» **WHAT IS REQUIRED**
Repeat the lines of the data exactly, from the first one through the one that contains "Unreadable directories are".

» **TASK INPUT**
▬▬▬

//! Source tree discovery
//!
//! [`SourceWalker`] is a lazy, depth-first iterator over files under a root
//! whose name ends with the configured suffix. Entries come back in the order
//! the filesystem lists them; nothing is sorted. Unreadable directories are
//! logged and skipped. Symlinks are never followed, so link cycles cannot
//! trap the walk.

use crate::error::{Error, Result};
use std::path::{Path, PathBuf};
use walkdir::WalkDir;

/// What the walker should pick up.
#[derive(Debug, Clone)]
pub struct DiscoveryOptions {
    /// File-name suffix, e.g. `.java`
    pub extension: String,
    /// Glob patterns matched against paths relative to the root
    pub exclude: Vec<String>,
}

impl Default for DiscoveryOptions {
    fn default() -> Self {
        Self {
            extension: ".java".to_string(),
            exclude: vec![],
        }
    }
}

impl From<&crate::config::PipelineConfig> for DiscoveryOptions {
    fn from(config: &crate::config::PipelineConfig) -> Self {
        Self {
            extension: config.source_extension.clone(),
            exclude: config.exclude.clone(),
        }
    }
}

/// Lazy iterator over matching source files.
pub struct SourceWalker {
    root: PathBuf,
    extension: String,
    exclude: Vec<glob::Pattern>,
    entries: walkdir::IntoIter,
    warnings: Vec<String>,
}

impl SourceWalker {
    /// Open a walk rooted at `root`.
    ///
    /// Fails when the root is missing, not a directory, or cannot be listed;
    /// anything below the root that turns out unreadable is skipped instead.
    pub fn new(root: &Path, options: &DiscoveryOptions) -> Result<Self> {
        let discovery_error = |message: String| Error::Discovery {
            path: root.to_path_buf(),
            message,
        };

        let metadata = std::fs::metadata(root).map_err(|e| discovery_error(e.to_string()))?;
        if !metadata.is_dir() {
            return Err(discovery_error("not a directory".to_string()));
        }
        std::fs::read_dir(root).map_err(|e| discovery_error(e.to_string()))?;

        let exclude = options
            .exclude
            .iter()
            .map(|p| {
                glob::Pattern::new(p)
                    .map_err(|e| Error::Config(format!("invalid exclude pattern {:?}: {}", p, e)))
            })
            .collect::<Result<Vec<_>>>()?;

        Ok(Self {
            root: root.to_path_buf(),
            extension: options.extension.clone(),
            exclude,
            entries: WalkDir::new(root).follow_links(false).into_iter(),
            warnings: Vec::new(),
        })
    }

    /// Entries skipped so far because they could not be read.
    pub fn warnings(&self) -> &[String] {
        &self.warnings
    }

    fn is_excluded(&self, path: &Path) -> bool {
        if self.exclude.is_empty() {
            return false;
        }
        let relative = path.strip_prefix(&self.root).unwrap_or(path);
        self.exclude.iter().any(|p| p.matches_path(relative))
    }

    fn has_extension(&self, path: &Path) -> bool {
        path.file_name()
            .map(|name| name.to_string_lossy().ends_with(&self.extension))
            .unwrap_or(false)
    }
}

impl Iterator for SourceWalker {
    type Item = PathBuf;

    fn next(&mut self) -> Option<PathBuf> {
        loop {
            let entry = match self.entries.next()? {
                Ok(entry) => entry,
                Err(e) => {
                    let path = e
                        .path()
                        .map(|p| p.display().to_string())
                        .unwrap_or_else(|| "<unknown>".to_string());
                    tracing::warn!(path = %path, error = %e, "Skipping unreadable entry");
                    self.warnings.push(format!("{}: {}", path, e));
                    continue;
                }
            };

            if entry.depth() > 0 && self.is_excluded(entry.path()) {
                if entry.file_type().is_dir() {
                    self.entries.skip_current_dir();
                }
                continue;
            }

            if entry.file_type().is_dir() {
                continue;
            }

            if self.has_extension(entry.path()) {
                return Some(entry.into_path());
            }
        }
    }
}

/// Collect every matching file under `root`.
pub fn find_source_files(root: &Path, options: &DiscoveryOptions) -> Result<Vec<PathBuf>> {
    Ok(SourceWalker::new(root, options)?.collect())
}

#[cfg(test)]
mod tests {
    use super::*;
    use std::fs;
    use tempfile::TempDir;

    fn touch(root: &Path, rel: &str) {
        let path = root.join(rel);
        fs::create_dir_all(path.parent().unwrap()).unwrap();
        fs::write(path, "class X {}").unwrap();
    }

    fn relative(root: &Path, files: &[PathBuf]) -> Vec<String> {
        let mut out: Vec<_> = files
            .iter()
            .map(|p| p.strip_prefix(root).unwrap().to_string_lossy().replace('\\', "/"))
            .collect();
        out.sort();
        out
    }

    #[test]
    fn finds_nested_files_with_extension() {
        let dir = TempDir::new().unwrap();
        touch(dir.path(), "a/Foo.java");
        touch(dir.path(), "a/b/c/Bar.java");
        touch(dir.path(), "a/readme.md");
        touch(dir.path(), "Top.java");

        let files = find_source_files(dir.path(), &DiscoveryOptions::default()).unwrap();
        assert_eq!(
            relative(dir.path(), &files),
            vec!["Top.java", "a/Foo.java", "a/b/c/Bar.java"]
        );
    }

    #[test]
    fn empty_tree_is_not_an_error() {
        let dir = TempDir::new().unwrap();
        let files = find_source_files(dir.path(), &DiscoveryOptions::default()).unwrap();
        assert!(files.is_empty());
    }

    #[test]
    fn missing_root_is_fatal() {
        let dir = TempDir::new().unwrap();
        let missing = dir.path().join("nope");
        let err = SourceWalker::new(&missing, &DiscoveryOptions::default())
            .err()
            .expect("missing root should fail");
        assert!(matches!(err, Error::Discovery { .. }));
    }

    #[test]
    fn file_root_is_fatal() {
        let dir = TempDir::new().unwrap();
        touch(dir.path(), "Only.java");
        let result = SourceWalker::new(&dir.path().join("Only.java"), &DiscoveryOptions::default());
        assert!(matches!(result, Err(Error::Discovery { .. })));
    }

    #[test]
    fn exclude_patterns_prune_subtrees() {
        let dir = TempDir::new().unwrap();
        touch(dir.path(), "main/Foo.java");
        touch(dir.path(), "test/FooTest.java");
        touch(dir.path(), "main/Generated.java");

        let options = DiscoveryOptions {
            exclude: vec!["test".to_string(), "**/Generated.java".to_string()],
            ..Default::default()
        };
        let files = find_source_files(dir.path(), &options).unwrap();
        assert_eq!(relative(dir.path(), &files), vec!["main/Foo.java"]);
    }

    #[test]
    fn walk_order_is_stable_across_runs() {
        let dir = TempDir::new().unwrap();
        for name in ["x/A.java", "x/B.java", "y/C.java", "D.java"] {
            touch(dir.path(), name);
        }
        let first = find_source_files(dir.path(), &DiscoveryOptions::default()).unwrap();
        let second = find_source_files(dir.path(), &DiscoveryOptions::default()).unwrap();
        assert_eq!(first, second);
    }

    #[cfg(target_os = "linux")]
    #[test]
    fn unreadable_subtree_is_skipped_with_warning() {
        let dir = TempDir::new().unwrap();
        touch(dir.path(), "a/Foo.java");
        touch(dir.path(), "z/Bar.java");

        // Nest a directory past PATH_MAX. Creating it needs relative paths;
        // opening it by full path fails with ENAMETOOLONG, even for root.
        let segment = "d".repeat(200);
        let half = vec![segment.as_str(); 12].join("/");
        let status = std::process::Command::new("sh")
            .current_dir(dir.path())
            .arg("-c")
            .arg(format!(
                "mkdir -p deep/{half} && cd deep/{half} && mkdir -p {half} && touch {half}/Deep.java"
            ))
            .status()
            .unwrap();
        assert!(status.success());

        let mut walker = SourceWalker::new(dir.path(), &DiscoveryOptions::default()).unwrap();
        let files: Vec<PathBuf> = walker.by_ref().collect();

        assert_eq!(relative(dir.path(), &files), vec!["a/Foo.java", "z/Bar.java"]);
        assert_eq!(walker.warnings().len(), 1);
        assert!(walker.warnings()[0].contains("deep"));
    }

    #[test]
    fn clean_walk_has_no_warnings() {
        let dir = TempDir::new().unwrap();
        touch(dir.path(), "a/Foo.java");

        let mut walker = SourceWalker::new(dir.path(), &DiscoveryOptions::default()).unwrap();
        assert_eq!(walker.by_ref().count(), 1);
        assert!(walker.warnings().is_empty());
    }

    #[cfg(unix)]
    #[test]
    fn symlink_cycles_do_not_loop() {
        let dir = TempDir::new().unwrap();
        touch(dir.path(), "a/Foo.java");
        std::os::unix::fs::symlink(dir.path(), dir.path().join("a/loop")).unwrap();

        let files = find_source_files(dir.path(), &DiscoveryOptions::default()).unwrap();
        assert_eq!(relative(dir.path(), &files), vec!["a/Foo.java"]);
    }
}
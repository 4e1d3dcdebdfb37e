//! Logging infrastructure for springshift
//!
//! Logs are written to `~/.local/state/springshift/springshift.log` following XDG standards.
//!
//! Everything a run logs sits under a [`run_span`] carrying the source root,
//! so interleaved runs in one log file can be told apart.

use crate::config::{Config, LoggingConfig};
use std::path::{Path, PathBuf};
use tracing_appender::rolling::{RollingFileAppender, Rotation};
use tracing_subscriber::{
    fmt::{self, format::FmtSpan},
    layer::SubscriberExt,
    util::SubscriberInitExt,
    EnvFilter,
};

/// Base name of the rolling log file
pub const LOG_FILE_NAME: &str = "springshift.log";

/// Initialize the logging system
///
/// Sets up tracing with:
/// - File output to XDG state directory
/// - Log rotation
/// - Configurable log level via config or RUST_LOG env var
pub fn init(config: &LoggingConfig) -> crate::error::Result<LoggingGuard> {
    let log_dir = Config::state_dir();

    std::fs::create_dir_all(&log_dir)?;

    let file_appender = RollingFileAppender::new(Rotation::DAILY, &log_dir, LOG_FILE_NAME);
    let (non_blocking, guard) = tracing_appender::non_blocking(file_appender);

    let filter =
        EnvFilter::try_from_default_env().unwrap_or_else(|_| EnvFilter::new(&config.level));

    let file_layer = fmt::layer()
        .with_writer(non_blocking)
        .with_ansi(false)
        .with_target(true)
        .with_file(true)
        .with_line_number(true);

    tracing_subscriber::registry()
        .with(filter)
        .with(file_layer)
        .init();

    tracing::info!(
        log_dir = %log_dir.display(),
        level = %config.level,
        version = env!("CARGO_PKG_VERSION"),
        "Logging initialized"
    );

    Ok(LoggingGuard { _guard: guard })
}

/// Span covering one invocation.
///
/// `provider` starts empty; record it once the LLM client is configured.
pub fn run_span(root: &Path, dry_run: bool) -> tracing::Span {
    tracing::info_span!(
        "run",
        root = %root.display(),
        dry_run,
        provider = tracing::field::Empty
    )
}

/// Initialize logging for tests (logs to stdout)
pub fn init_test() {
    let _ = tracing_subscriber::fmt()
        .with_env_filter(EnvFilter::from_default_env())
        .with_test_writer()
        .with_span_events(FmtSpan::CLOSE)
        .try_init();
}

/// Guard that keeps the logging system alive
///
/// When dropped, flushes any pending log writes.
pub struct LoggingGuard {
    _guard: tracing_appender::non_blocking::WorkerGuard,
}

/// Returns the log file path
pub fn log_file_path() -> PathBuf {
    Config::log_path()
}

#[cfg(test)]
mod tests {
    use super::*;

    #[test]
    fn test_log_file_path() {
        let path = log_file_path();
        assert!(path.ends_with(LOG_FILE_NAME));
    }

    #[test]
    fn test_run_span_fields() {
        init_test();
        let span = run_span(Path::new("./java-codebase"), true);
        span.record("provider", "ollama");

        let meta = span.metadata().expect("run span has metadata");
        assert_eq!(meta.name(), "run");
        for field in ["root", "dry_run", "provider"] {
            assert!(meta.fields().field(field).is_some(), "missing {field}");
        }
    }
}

▬▬▬

» **PROBLEM SOLUTION**
//! Source tree discovery
//!
//! [`SourceWalker`] is a lazy, depth-first iterator over files under a root
//! whose name ends with the configured suffix. Entries come back in the order
//! the filesystem lists them; nothing is sorted. Unreadable directories are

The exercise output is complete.